German and North American investigators dismantle large botnets

In a large-scale crackdown on an international hacker network, security authorities in North America and Germany have dismantled the world's two largest botnets, officials said on Friday.

The criminals' infrastructure had mainly been used for denial-of-service attacks (DDoS), Germany's Federal Criminal Police Office (BKA) said.

In such attacks, cybercriminals try to paralyse their victims' websites and apps by flooding them with countless data requests. Most recently, German rail operator Deutsche Bahn’s app and online services were targeted in such an attack.

The law enforcement operation targeted two notorious botnets: Aisuru and Kimwolf. A botnet is a network of internet-connected devices controlled by a hacker.

The older system, Aisuru, primarily infected poorly secured devices like routers and surveillance cameras.

Aisuru is also blamed for what is believed to be the largest known DDoS attack to date, in which an enormous data volume of 31.4 terabits per second was generated. That attack was fended off at the time by IT service provider Cloudflare. The actual target is unknown.

Experts believe Kimwolf is closely related to Aisuru.
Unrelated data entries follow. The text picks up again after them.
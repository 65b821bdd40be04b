//! `folio check` command implementation.

use clap::Args;
use folio_site::{Site, SiteError};

use super::{SiteArgs, report_diagnostics};
use crate::error::CliError;
use crate::output::Output;

/// Arguments for the check command.
#[derive(Args)]
pub(crate) struct CheckArgs {
    #[command(flatten)]
    site: SiteArgs,
}

impl CheckArgs {
    pub(crate) fn execute(self, output: &Output) -> Result<(), CliError> {
        let site = self.site.load_site()?;
        report_diagnostics(output, site.diagnostics());

        let compile_errors = compile_all(&site, output)?;
        let problems = site.diagnostics().len() + compile_errors;
        if problems > 0 {
            return Err(CliError::Check(format!(
                "{problems} problems found ({} skipped files, {compile_errors} compile errors)",
                site.diagnostics().len()
            )));
        }

        output.success(&format!("{} documents OK", site.document_count()));
        Ok(())
    }
}

/// Compile every page, reporting failures. Returns the number of failures.
fn compile_all(site: &Site, output: &Output) -> Result<usize, CliError> {
    let mut failures = 0;
    for route in site.routes() {
        match site.compile(&route.section, &route.slug) {
            Ok(_) => {}
            Err(SiteError::Compile { path, source }) => {
                output.error(&format!("error: {path}: {source}"));
                failures += 1;
            }
            Err(e) => return Err(e.into()),
        }
    }
    Ok(failures)
}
The second botnet focused more on Android and consumer devices, including TV boxes.

International cooperation by investigators

On the German side, the Central and Contact Point Cybercrime North Rhine-Westphalia and the BKA were involved in the operation. Together with law enforcement authorities from Canada and the United States, the globally distributed technical infrastructure of the two botnets was taken offline.
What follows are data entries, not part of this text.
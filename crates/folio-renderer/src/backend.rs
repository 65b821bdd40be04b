//! Render backend trait for format-specific rendering.
//!
//! The generic [`MarkdownRenderer`](crate::MarkdownRenderer) walks a
//! [`RenderTree`](crate::RenderTree) and handles shared structure (paragraphs,
//! lists, tables, inline formatting). Elements whose markup differs between
//! output formats are delegated to a backend.

use pulldown_cmark::BlockQuoteKind;

use crate::tree::CodeBlock;

/// GitHub-style alert kind (`> [!NOTE]`, `> [!WARNING]`, ...).
#[derive(Clone, Copy, Debug, PartialEq, Eq)]
pub enum AlertKind {
    Note,
    Tip,
    Important,
    Warning,
    Caution,
}

impl From<BlockQuoteKind> for AlertKind {
    fn from(kind: BlockQuoteKind) -> Self {
        match kind {
            BlockQuoteKind::Note => Self::Note,
            BlockQuoteKind::Tip => Self::Tip,
            BlockQuoteKind::Important => Self::Important,
            BlockQuoteKind::Warning => Self::Warning,
            BlockQuoteKind::Caution => Self::Caution,
        }
    }
}

/// Backend trait for format-specific rendering operations.
///
/// Implementations provide format-specific rendering for:
/// - Code blocks (HTML uses `<pre><code>`)
/// - Blockquotes and alerts
/// - Images
pub trait RenderBackend {
    /// Render a code block.
    fn code_block(block: &CodeBlock, out: &mut String);

    /// Render blockquote start tag.
    fn blockquote_start(out: &mut String);

    /// Render blockquote end tag.
    fn blockquote_end(out: &mut String);

    /// Render alert start.
    fn alert_start(kind: AlertKind, out: &mut String);

    /// Render alert end.
    fn alert_end(kind: AlertKind, out: &mut String);

    /// Render an image.
    ///
    /// # Arguments
    ///
    /// * `src` - Image source URL
    /// * `alt` - Alt text for the image
    /// * `title` - Optional title attribute (empty if absent)
    /// * `out` - Output buffer to write to
    fn image(src: &str, alt: &str, title: &str, out: &mut String);

    /// Render a hard break.
    ///
    /// Default uses `<br>`.
    fn hard_break(out: &mut String) {
        out.push_str("<br>");
    }

    /// Render a horizontal rule.
    ///
    /// Default uses `<hr>`.
    fn horizontal_rule(out: &mut String) {
        out.push_str("<hr>");
    }

    /// Render a task list marker.
    ///
    /// Default uses a disabled HTML checkbox.
    fn task_list_marker(checked: bool, out: &mut String) {
        if checked {
            out.push_str(r#"<input type="checkbox" checked disabled> "#);
        } else {
            out.push_str(r#"<input type="checkbox" disabled> "#);
        }
    }
}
However, the criminal network has not been completely eliminated because investigators were unable to arrest suspects. Still, law enforcement identified two alleged administrators.

"The accused now face legal consequences," the BKA said. Extensive evidence was seized during searches at their places of residence in Germany and Canada. In addition to numerous data carriers, cryptocurrencies in the five-figure range were also secured.